Device prices, self-selection and a Catch 22

One of the many challenges faced by BB10 is that the launch hardware is priced to compete head-on with the iPhone 5 and high-end Android phones, yet the platform lacks the range and depth of apps that those devices can offer. Nokia's Lumia launch faced exactly the same problem 18m ago.

The obvious argument is that these new platforms would do rather better at a lower price point, competing against mid-range Android and the residual featurephone base, where the target customer cares less about apps and the user experience is more differentiated (i.e. the mid-range Android experience is less good than the high-end one).

However, if you only target users that don't care about apps, then your install base will never be an attractive market for developers, and you never will get apps.

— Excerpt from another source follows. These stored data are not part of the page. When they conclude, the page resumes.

const CO_RANK_LABEL: &str = "1/2";

/// Rank labels for scores already sorted in descending order.
///
/// Only the top two can share a label: when the runner-up is within `co_rank_margin`
/// of the leader both are "1/2". Every later position is its plain 1-based index.
pub fn assign_ranks(sorted_scores: &[f64], co_rank_margin: f64) -> Vec<String> {
    let mut ranks: Vec<String> = (1..=sorted_scores.len()).map(|pos| pos.to_string()).collect();

    if is_co_ranked(sorted_scores, co_rank_margin) {
        ranks[0] = CO_RANK_LABEL.to_string();
        ranks[1] = CO_RANK_LABEL.to_string();
    }

    ranks
}

fn is_co_ranked(sorted_scores: &[f64], co_rank_margin: f64) -> bool {
    match sorted_scores {
        [first, second, ..] => (second - first).abs() <= co_rank_margin,
        _ => false,
    }
}
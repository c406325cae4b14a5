//! Configuration error types

use std::io;
use thiserror::Error;

/// Result type for configuration operations
pub type Result<T> = std::result::Result<T, ConfigError>;

/// Errors that can occur when loading or validating configuration
///
/// Configuration problems are fatal at startup and nowhere else; nothing in
/// the running service re-reads configuration from disk.
#[derive(Debug, Error)]
pub enum ConfigError {
    /// Failed to read configuration file
    #[error("failed to read config file '{path}': {source}")]
    IoError {
        /// Path to the file
        path: String,
        /// Underlying IO error
        #[source]
        source: io::Error,
    },

    /// Failed to parse TOML
    #[error("failed to parse config: {0}")]
    ParseError(#[from] toml::de::Error),

    /// Validation error - required field empty or absent
    #[error("'{field}' is required and must not be empty")]
    MissingField {
        /// Field name
        field: &'static str,
    },

    /// Validation error - invalid value
    #[error("invalid {field}: {message}")]
    InvalidValue {
        /// Field name
        field: &'static str,
        /// What is wrong with it
        message: String,
    },

    /// Neither output is enabled
    #[error("no outputs are enabled - enable network.stream or network.datagram")]
    NoOutputsEnabled,
}

impl ConfigError {
    /// Create a MissingField error
    pub fn missing_field(field: &'static str) -> Self {
        Self::MissingField { field }
    }

    /// Create an InvalidValue error
    pub fn invalid_value(field: &'static str, message: impl Into<String>) -> Self {
        Self::InvalidValue {
            field,
            message: message.into(),
        }
    }
}

#[cfg(test)]
mod tests {
    use super::*;

    #[test]
    fn test_missing_field_error() {
        let err = ConfigError::missing_field("api_key");
        assert!(err.to_string().contains("api_key"));
        assert!(err.to_string().contains("required"));
    }

    #[test]
    fn test_invalid_value_error() {
        let err = ConfigError::invalid_value("network.stream.port", "port must be nonzero");
        assert!(err.to_string().contains("network.stream.port"));
        assert!(err.to_string().contains("nonzero"));
    }

    #[test]
    fn test_no_outputs_enabled_error() {
        let err = ConfigError::NoOutputsEnabled;
        assert!(err.to_string().contains("no outputs"));
    }
}
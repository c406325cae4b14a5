use super::*;

use std::time::Duration;

const SENTENCE: &[u8] = b"!AIVDM,1,1,,A,15Muq70001G?tRrM5M4P8?v4080u,0*28\r\n";

async fn local_receiver() -> (UdpSocket, u16) {
    let socket = UdpSocket::bind("127.0.0.1:0").await.unwrap();
    let port = socket.local_addr().unwrap().port();
    (socket, port)
}

#[tokio::test]
async fn test_emit_sends_one_datagram() {
    let (receiver, port) = local_receiver().await;

    let emitter = DatagramEmitter::new(DatagramConfig::new("127.0.0.1", port));
    assert!(emitter.start().await);
    assert!(emitter.emit(SENTENCE).await);

    let mut buf = [0u8; 128];
    let n = tokio::time::timeout(Duration::from_secs(2), receiver.recv(&mut buf))
        .await
        .expect("no datagram arrived")
        .unwrap();
    assert_eq!(&buf[..n], SENTENCE);
}

#[tokio::test]
async fn test_each_emit_is_its_own_datagram() {
    let (receiver, port) = local_receiver().await;

    let emitter = DatagramEmitter::new(DatagramConfig::new("127.0.0.1", port));
    assert!(emitter.start().await);
    assert!(emitter.emit(SENTENCE).await);
    assert!(emitter.emit(SENTENCE).await);

    let mut buf = [0u8; 256];
    for _ in 0..2 {
        let n = tokio::time::timeout(Duration::from_secs(2), receiver.recv(&mut buf))
            .await
            .expect("no datagram arrived")
            .unwrap();
        // One sentence per datagram, never two concatenated
        assert_eq!(n, SENTENCE.len());
    }
}

#[tokio::test]
async fn test_emit_before_start_returns_false() {
    let emitter = DatagramEmitter::new(DatagramConfig::new("127.0.0.1", 19));
    assert!(!emitter.emit(SENTENCE).await);
}

#[tokio::test]
async fn test_emit_after_stop_returns_false() {
    let (_receiver, port) = local_receiver().await;

    let emitter = DatagramEmitter::new(DatagramConfig::new("127.0.0.1", port));
    assert!(emitter.start().await);
    emitter.stop().await;
    assert!(!emitter.is_running());
    assert!(!emitter.emit(SENTENCE).await);
}

#[tokio::test]
async fn test_double_start_is_a_noop_returning_true() {
    let (_receiver, port) = local_receiver().await;

    let emitter = DatagramEmitter::new(DatagramConfig::new("127.0.0.1", port));
    assert!(emitter.start().await);
    assert!(emitter.start().await);
    assert!(emitter.is_running());
    emitter.stop().await;
}

#[tokio::test]
async fn test_unresolvable_target_fails_start() {
    let emitter = DatagramEmitter::new(DatagramConfig::new("not an address", 1));
    assert!(!emitter.start().await);
    assert!(!emitter.is_running());
}

#[test]
fn test_target_parses() {
    let emitter = DatagramEmitter::new(DatagramConfig::new("255.255.255.255", 10110));
    assert_eq!(
        emitter.target(),
        Some("255.255.255.255:10110".parse().unwrap())
    );
}
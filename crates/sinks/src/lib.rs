//! Vesselcast Sinks
//!
//! Downstream outputs for encoded NMEA sentences. Both sinks receive the
//! same CRLF-terminated bytes from the controller and deliver them
//! independently; a slow or dead consumer never blocks the upstream path.
//!
//! ```text
//! [Controller] --sentence+CRLF--> [BroadcastServer] --> TCP subscribers
//!                             \-> [DatagramEmitter] --> UDP endpoint
//! ```
//!
//! | Sink | Transport | Delivery |
//! |------|-----------|----------|
//! | `tcp` | stream server | fan-out to every connected subscriber |
//! | `udp` | datagram | one datagram per sentence, fire-and-forget |

/// TCP broadcast server - fan-out to connected subscribers
pub mod tcp;

/// UDP datagram emitter - one sentence per datagram
pub mod udp;

pub use tcp::{BroadcastConfig, BroadcastServer};
pub use udp::{DatagramConfig, DatagramEmitter};
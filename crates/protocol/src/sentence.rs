//! NMEA-0183 sentence envelope
//!
//! The output unit of the encoder. A sentence owns its armored payload and
//! framing fields. `render` produces the wire form WITHOUT a trailing CRLF;
//! the controller appends `\r\n` exactly once before any sink write, so no
//! component can double-terminate.

use crate::bits::checksum;

/// Talker and sentence identifier for received AIS reports
pub const TALKER_ID: &str = "AIVDM";

/// Maximum sentence length on the wire, CRLF included
pub const MAX_SENTENCE_LEN: usize = 82;

/// One `!AIVDM` fragment
#[derive(Debug, Clone, PartialEq, Eq)]
pub struct NmeaSentence {
    /// Total fragments of the logical message, 1..=9
    pub fragment_count: u8,
    /// This fragment's 1-based index
    pub fragment_number: u8,
    /// Correlates fragments of one logical message; `None` renders empty
    pub message_id: Option<u8>,
    /// Radio channel, `'A'` or `'B'`
    pub channel: char,
    /// 6-bit armored payload
    pub payload: String,
    /// Padding bits in the payload's final 6-bit group, 0..=5
    pub fill_bits: u8,
    /// XOR checksum over the data section
    pub checksum: u8,
}

impl NmeaSentence {
    /// Build a fragment, computing its checksum
    pub fn new(
        fragment_count: u8,
        fragment_number: u8,
        message_id: Option<u8>,
        channel: char,
        payload: String,
        fill_bits: u8,
    ) -> Self {
        let mut sentence = Self {
            fragment_count,
            fragment_number,
            message_id,
            channel,
            payload,
            fill_bits,
            checksum: 0,
        };
        sentence.checksum = checksum(sentence.data_section().as_bytes());
        sentence
    }

    /// The bytes between `!` and `*`, exclusive of both
    pub fn data_section(&self) -> String {
        let message_id = match self.message_id {
            Some(id) => id.to_string(),
            None => String::new(),
        };
        format!(
            "{},{},{},{},{},{},{}",
            TALKER_ID,
            self.fragment_count,
            self.fragment_number,
            message_id,
            self.channel,
            self.payload,
            self.fill_bits,
        )
    }

    /// Wire form without the trailing CRLF
    pub fn render(&self) -> String {
        format!("!{}*{:02X}", self.data_section(), self.checksum)
    }
}

impl std::fmt::Display for NmeaSentence {
    fn fmt(&self, f: &mut std::fmt::Formatter<'_>) -> std::fmt::Result {
        f.write_str(&self.render())
    }
}

#[cfg(test)]
#[path = "sentence_test.rs"]
mod sentence_test;
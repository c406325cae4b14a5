//! Datagram emitter
//!
//! Sends each sentence as exactly one UDP datagram to the configured
//! endpoint. Fire-and-forget: no retries, no acknowledgment. The socket has
//! its broadcast bit set so subnet-broadcast targets work.

use std::net::SocketAddr;
use std::sync::atomic::{AtomicBool, Ordering};
use std::sync::{Arc, Mutex};

use tokio::net::UdpSocket;

/// Datagram emitter configuration
#[derive(Debug, Clone)]
pub struct DatagramConfig {
    /// Destination address; subnet broadcast addresses are supported
    pub host: String,

    /// Destination port
    pub port: u16,
}

impl DatagramConfig {
    /// Create config for a target host and port
    pub fn new(host: impl Into<String>, port: u16) -> Self {
        Self {
            host: host.into(),
            port,
        }
    }

    /// Get the target socket address string
    pub fn target_address(&self) -> String {
        format!("{}:{}", self.host, self.port)
    }
}

/// UDP datagram emitter
///
/// Create once, share as `Arc`, drive through `start` / `emit` / `stop`.
/// Emitting while stopped returns `false` without logging noise; the
/// controller gates on its own enable flag anyway.
pub struct DatagramEmitter {
    config: DatagramConfig,
    socket: Mutex<Option<Arc<UdpSocket>>>,
    running: AtomicBool,
}

impl DatagramEmitter {
    /// Create a stopped emitter
    pub fn new(config: DatagramConfig) -> Self {
        Self {
            config,
            socket: Mutex::new(None),
            running: AtomicBool::new(false),
        }
    }

    /// Whether the emitter holds a ready socket
    pub fn is_running(&self) -> bool {
        self.running.load(Ordering::Relaxed)
    }

    /// Bind an ephemeral socket and aim it at the target
    ///
    /// Returns `false` if binding or connecting fails (reason logged); the
    /// rest of the system keeps running. Double-start is a no-op returning
    /// `true`.
    pub async fn start(&self) -> bool {
        if self.running.swap(true, Ordering::SeqCst) {
            return true;
        }

        let target = self.config.target_address();
        let socket = match UdpSocket::bind("0.0.0.0:0").await {
            Ok(socket) => socket,
            Err(e) => {
                tracing::warn!(error = %e, "failed to bind datagram socket, datagram output disabled");
                self.running.store(false, Ordering::SeqCst);
                return false;
            }
        };

        if let Err(e) = socket.set_broadcast(true) {
            tracing::warn!(error = %e, "failed to enable broadcast bit, continuing");
        }

        if let Err(e) = socket.connect(&target).await {
            tracing::warn!(
                target = %target,
                error = %e,
                "failed to set datagram target, datagram output disabled"
            );
            self.running.store(false, Ordering::SeqCst);
            return false;
        }

        tracing::info!(target = %target, "datagram emitter started");
        *self.socket.lock().expect("socket slot poisoned") = Some(Arc::new(socket));
        true
    }

    /// Drop the socket
    pub async fn stop(&self) {
        if !self.running.swap(false, Ordering::SeqCst) {
            return;
        }
        self.socket.lock().expect("socket slot poisoned").take();
        tracing::info!("datagram emitter stopped");
    }

    /// Send one sentence as one datagram
    ///
    /// Returns `true` only when the whole sentence left in a single
    /// datagram.
    pub async fn emit(&self, bytes: &[u8]) -> bool {
        let socket = {
            let guard = self.socket.lock().expect("socket slot poisoned");
            guard.as_ref().map(Arc::clone)
        };
        let Some(socket) = socket else {
            return false;
        };

        match socket.send(bytes).await {
            Ok(sent) if sent == bytes.len() => true,
            Ok(sent) => {
                tracing::debug!(sent, expected = bytes.len(), "short datagram send");
                false
            }
            Err(e) => {
                tracing::debug!(error = %e, "datagram send failed");
                false
            }
        }
    }

    /// The configured target, parsed
    pub fn target(&self) -> Option<SocketAddr> {
        self.config.target_address().parse().ok()
    }
}

#[cfg(test)]
#[path = "udp_test.rs"]
mod udp_test;
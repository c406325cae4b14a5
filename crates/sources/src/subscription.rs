//! Upstream subscription frame
//!
//! After the websocket handshake the provider expects exactly one JSON
//! subscription frame naming the API key and the geographic filter. The
//! serialized bounding-box order is the wire contract:
//! `[[south, west], [north, east]]`.

use serde::Serialize;
use vesselcast_config::BoundingBox;

#[derive(Debug, Serialize)]
struct Subscription<'a> {
    #[serde(rename = "APIKey")]
    api_key: &'a str,
    #[serde(rename = "BoundingBoxes")]
    bounding_boxes: [[[f64; 2]; 2]; 1],
}

/// Serialize the subscription frame for a key and bounding box
pub fn subscription_frame(api_key: &str, bbox: BoundingBox) -> String {
    let subscription = Subscription {
        api_key,
        bounding_boxes: [[[bbox.south, bbox.west], [bbox.north, bbox.east]]],
    };
    serde_json::to_string(&subscription).expect("subscription frame has a static shape")
}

This seems to be what is happening with low-end Android tablets. Google (arguably) tried to short-circuit the 'no users therefore no apps therefore no users' issue by selling the Nexus 7 at cost, carrying an effective subsidy in its working capital and making the device cheap enough that people would overlook the lack of apps. It remains to be seen just how many actually sold as a result: the launch quarter sales were a little over 2m, though with limited distribution, and we don't yet know how many were sold over Christmas (though some people have had a guess). Meanwhile the Nexus 7 is not even the cheapest Android tablet on the market - devices at $100 or even lower are to be had, though with very poor performance. (The Kindle Fire is available as well, but that's a rather different proposition, with more going for it than price.)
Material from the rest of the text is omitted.